DATASET EXCERPTS
fn storage_entry(
    binding: u32,
    visibility: wgpu::ShaderStages,
    min_binding_size: Option<NonZeroU64>,
) -> wgpu::BindGroupLayoutEntry {
    wgpu::BindGroupLayoutEntry {
        binding,
        visibility,
        ty: wgpu::BindingType::Buffer {
            ty: wgpu::BufferBindingType::Storage { read_only: true },
            has_dynamic_offset: false,
            min_binding_size,
        },
        count: None,
    }
}

/// Compiled pipelines for every [`PipelineKind`], built once at startup.
pub struct PipelineRegistry {
    configs: [PipelineConfig; 3],
    pipelines: [wgpu::RenderPipeline; 3],
    layouts: BindGroupLayouts,
}

impl PipelineRegistry {
    /// Resolves all entry points, then compiles all three pipelines.
    ///
    /// `shaders` were already parsed and validated by naga, so a bad entry
    /// point is the only shader problem left to report here. Pipeline-state
    /// mismatches are device validation errors, which wgpu reports through its
    /// uncaptured-error handler (a panic by default).
    pub fn build(device: &wgpu::Device, shaders: &ShaderSet, targets: TargetFormats) -> Result<Self> {
        let configs = PipelineKind::ALL.map(|kind| PipelineConfig::for_kind(kind, targets));
        for config in &configs {
            config.resolve(shaders.library(config.kind))?;
        }

        let layouts = BindGroupLayouts::new(device);

        let instanced = build_instanced(device, shaders, &configs[0], &layouts);
        let ray = build_ray_intersect(device, shaders, &configs[1], &layouts);
        let mesh = build_mesh_shader(device, shaders, &configs[2], &layouts);

        log::info!(
            "pipelines ready: color {:?}, depth {:?}, {}x MSAA",
            targets.color,
            targets.depth,
            targets.sample_count
        );

        Ok(Self {
            configs,
            pipelines: [instanced, ray, mesh],
            layouts,
        })
    }

    pub fn pipeline(&self, kind: PipelineKind) -> &wgpu::RenderPipeline {
        &self.pipelines[kind.index()]
    }

    pub fn config(&self, kind: PipelineKind) -> &PipelineConfig {
        &self.configs[kind.index()]
    }

    pub fn layouts(&self) -> &BindGroupLayouts {
        &self.layouts
    }
}

fn shader_module(device: &wgpu::Device, library: &ShaderLibrary) -> wgpu::ShaderModule {
    device.create_shader_module(wgpu::ShaderModuleDescriptor {
        label: Some(library.label()),
        source: wgpu::ShaderSource::Wgsl(library.source().into()),
    })
}

fn pipeline_layout(
    device: &wgpu::Device,
    label: &str,
    groups: &[&wgpu::BindGroupLayout],
) -> wgpu::PipelineLayout {
    device.create_pipeline_layout(&wgpu::PipelineLayoutDescriptor {
        label: Some(label),
        bind_group_layouts: groups,
        immediate_size: 0,
    })
}

fn build_instanced(
    device: &wgpu::Device,
    shaders: &ShaderSet,
    config: &PipelineConfig,
    layouts: &BindGroupLayouts,
) -> wgpu::RenderPipeline {
    let module = shader_module(device, shaders.library(config.kind));
    let layout = pipeline_layout(device, "orbfield instanced layout", &[&layouts.frame]);
    let targets = config.color_targets();

    device.create_render_pipeline(&wgpu::RenderPipelineDescriptor {
        label: Some("orbfield instanced pipeline"),
        layout: Some(&layout),
        vertex: wgpu::VertexState {
            module: &module,
            entry_point: config.entry_point(ShaderStage::Vertex),
            compilation_options: Default::default(),
            buffers: &[SphereVertex::layout(), InstanceRecord::layout()],
        },
        fragment: Some(wgpu::FragmentState {
            module: &module,
            entry_point: config.entry_point(ShaderStage::Fragment),
            compilation_options: Default::default(),
            targets: &targets,
        }),
        primitive: config.primitive(),
        depth_stencil: Some(config.depth_stencil()),
        multisample: config.multisample(),
        multiview_mask: None,
        cache: None,
    })
}

fn build_ray_intersect(
    device: &wgpu::Device,
    shaders: &ShaderSet,
    config: &PipelineConfig,
    layouts: &BindGroupLayouts,
) -> wgpu::RenderPipeline {
    let module = shader_module(device, shaders.library(config.kind));
    let layout = pipeline_layout(
        device,
        "orbfield ray layout",
        &[&layouts.frame, &layouts.spheres],
    );
    let targets = config.color_targets();

    device.create_render_pipeline(&wgpu::RenderPipelineDescriptor {
        label: Some("orbfield ray pipeline"),
        layout: Some(&layout),
        vertex: wgpu::VertexState {
            module: &module,
            entry_point: config.entry_point(ShaderStage::Vertex),
            compilation_options: Default::default(),
            buffers: &[],
        },
        fragment: Some(wgpu::FragmentState {
            module: &module,
            entry_point: config.entry_point(ShaderStage::Fragment),
            compilation_options: Default::default(),
            targets: &targets,
        }),
        primitive: config.primitive(),
        depth_stencil: Some(config.depth_stencil()),
        multisample: config.multisample(),
        multiview_mask: None,
        cache: None,
    })
}

fn build_mesh_shader(
    device: &wgpu::Device,
    shaders: &ShaderSet,
    config: &PipelineConfig,
    layouts: &BindGroupLayouts,
) -> wgpu::RenderPipeline {
    let module = shader_module(device, shaders.library(config.kind));
    let layout = pipeline_layout(
        device,
        "orbfield mesh layout",
        &[&layouts.frame, &layouts.instances],
    );
    let targets = config.color_targets();

    device.create_mesh_pipeline(&wgpu::MeshPipelineDescriptor {
        label: Some("orbfield mesh pipeline"),
        layout: Some(&layout),
        task: Some(wgpu::TaskState {
            module: &module,
            entry_point: config.entry_point(ShaderStage::Task),
            compilation_options: Default::default(),
        }),
        mesh: wgpu::MeshState {
            module: &module,
            entry_point: config.entry_point(ShaderStage::Mesh),
            compilation_options: Default::default(),
        },
        fragment: Some(wgpu::FragmentState {
            module: &module,
            entry_point: config.entry_point(ShaderStage::Fragment),
            compilation_options: Default::default(),
            targets: &targets,
        }),
        primitive: config.primitive(),
        depth_stencil: Some(config.depth_stencil()),
        multisample: config.multisample(),
        multiview: None,
        cache: None,
    })
}

#[cfg(test)]
mod tests {
    use super::*;

    fn targets() -> TargetFormats {
        TargetFormats {
            color: wgpu::TextureFormat::Bgra8Unorm,
            depth: wgpu::TextureFormat::Depth32Float,
            sample_count: 4,
        }
    }

    #[test]
    fn bundled_shaders_provide_every_entry_point() {
        let shaders = ShaderSet::builtin().unwrap();
        for kind in PipelineKind::ALL {
            PipelineConfig::for_kind(kind, targets())
                .resolve(shaders.library(kind))
                .unwrap_or_else(|e| panic!("{kind}: {e:#}"));
        }
    }

    #[test]
    fn resolve_fails_fast_on_foreign_library() {
        let shaders = ShaderSet::builtin().unwrap();
        let config = PipelineConfig::for_kind(PipelineKind::MeshShader, targets());
        let err = config
            .resolve(shaders.library(PipelineKind::Instanced))
            .unwrap_err();
        let msg = format!("{err:#}");
        assert!(msg.contains("mesh-shader pipeline"), "{msg}");
        assert!(msg.contains("ts_sphere"), "{msg}");
    }

    #[test]
    fn mesh_kind_needs_object_mesh_and_fragment_stages() {
        let stages: Vec<_> = PipelineKind::MeshShader
            .entry_points()
            .iter()
            .map(|(s, _)| *s)
            .collect();
        assert_eq!(stages, vec![ShaderStage::Task, ShaderStage::Mesh, ShaderStage::Fragment]);
    }

    #[test]
    fn shared_depth_and_multisample_state() {
        for kind in PipelineKind::ALL {
            let c = PipelineConfig::for_kind(kind, targets());
            let d = c.depth_stencil();
            assert_eq!(d.depth_compare, wgpu::CompareFunction::Less);
            assert!(d.depth_write_enabled);
            assert_eq!(d.format, wgpu::TextureFormat::Depth32Float);
            assert_eq!(c.multisample().count, 4);
            assert_eq!(c.front_face, wgpu::FrontFace::Ccw);
        }
    }

    #[test]
    fn culling_rules() {
        let inst = PipelineConfig::for_kind(PipelineKind::Instanced, targets());
        let mesh = PipelineConfig::for_kind(PipelineKind::MeshShader, targets());
        let ray = PipelineConfig::for_kind(PipelineKind::RayIntersect, targets());
        assert_eq!(inst.cull_mode, Some(wgpu::Face::Back));
        assert_eq!(mesh.cull_mode, Some(wgpu::Face::Back));
        assert_eq!(ray.cull_mode, None);
        assert_eq!(ray.topology, wgpu::PrimitiveTopology::TriangleStrip);
    }

    #[test]
    fn entry_point_lookup_by_stage() {
        let c = PipelineConfig::for_kind(PipelineKind::RayIntersect, targets());
        assert_eq!(c.entry_point(ShaderStage::Vertex), Some("vs_ray"));
        assert_eq!(c.entry_point(ShaderStage::Fragment), Some("fs_ray"));
        assert_eq!(c.entry_point(ShaderStage::Mesh), None);
    }
}
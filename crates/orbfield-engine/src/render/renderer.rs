use anyhow::{Context, Result};
use winit::window::Window;

use crate::device::Gpu;
use crate::scene::Scene;

use super::controller::{DrawOutcome, FrameController, RenderConfig};
use super::ctx::RenderCtx;
use super::draw::{DrawInputs, TaskGrid};
use super::instances::InstanceData;
use super::pipelines::{PipelineRegistry, ShaderSet};
use super::resources::GpuScene;
use super::sphere_mesh::SphereMesh;
use super::wgpu_backend::WgpuBackend;

/// Pipelines, uploaded buffers and the frame controller for one surface.
pub struct SphereRenderer {
    registry: PipelineRegistry,
    resources: GpuScene,
    controller: FrameController,
}

impl SphereRenderer {
    /// Compiles all pipelines and uploads the scene. Any failure here is fatal.
    pub fn new(gpu: &Gpu<'_>, scene: Scene, config: RenderConfig) -> Result<Self> {
        let ctx = RenderCtx::from_gpu(gpu);

        let shaders = ShaderSet::builtin().context("failed to load sphere shaders")?;
        let registry = PipelineRegistry::build(ctx.device, &shaders, ctx.formats)
            .context("failed to build sphere pipelines")?;

        let data = InstanceData::build(&scene);
        // Unit sphere: each model matrix carries the grid radius.
        let mesh = SphereMesh::uv(config.sphere_segments, 1.0);
        let resources = GpuScene::upload(
            &ctx,
            registry.layouts(),
            &data,
            &mesh,
            config.max_frames_in_flight,
        );

        let grid = TaskGrid::checked(resources.object_count(), ctx.mesh_limits)
            .context("scene does not fit one mesh-shader dispatch")?;
        log::info!("mesh task grid {:?}", grid.groups);

        let inputs = DrawInputs {
            object_count: resources.object_count(),
            sphere_index_count: resources.sphere_index_count(),
            mesh_limits: ctx.mesh_limits,
        };

        Ok(Self {
            registry,
            resources,
            controller: FrameController::new(scene, inputs, config),
        })
    }

    pub fn on_resize(&mut self, width: u32, height: u32) {
        self.controller.on_resize(width, height);
    }

    pub fn draw(&mut self, gpu: &mut Gpu<'_>, window: &Window) -> DrawOutcome {
        let clear = self.controller.config().clear_color;
        let mut backend = WgpuBackend::new(gpu, window, &self.registry, &self.resources, clear);
        self.controller.on_draw(&mut backend)
    }

    pub fn controller(&self) -> &FrameController {
        &self.controller
    }

    pub fn controller_mut(&mut self) -> &mut FrameController {
        &mut self.controller
    }
}
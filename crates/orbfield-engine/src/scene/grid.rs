use glam::Vec3;

/// Cubic grid of equally sized spheres centered on the origin.
#[derive(Debug, Copy, Clone, PartialEq)]
pub struct GridConfig {
    /// Spheres per axis; the grid holds `per_axis³` spheres.
    pub per_axis: u32,
    pub radius: f32,
    /// Gap between neighbouring sphere surfaces.
    pub padding: f32,
}

impl Default for GridConfig {
    fn default() -> Self {
        Self {
            per_axis: 60,
            radius: 1.0,
            padding: 1.0,
        }
    }
}

impl GridConfig {
    pub fn count(&self) -> usize {
        (self.per_axis as usize).pow(3)
    }

    /// Distance between neighbouring centers.
    pub fn pitch(&self) -> f32 {
        2.0 * self.radius + self.padding
    }

    /// Edge length of the grid's bounding cube.
    pub fn side_length(&self) -> f32 {
        let n = self.per_axis as f32;
        if self.per_axis == 0 {
            return 0.0;
        }
        2.0 * self.radius * n + self.padding * (n - 1.0)
    }

    /// Center coordinate of cell `index` along one axis.
    pub fn axis_offset(&self, index: u32) -> f32 {
        self.radius + index as f32 * self.pitch() - self.side_length() / 2.0
    }

    /// Sphere centers in generation order: y outermost, then x, then z.
    pub fn positions(&self) -> impl Iterator<Item = Vec3> + '_ {
        let n = self.per_axis;
        (0..n).flat_map(move |j| {
            (0..n).flat_map(move |i| {
                (0..n).map(move |k| {
                    Vec3::new(self.axis_offset(i), self.axis_offset(j), self.axis_offset(k))
                })
            })
        })
    }
}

YOUR ASSIGNMENT
Copy out each line of the data that includes the string "DrawOutcome".

EXPECTED ANSWER
use super::controller::{DrawOutcome, FrameController, RenderConfig};
    pub fn draw(&mut self, gpu: &mut Gpu<'_>, window: &Window) -> DrawOutcome {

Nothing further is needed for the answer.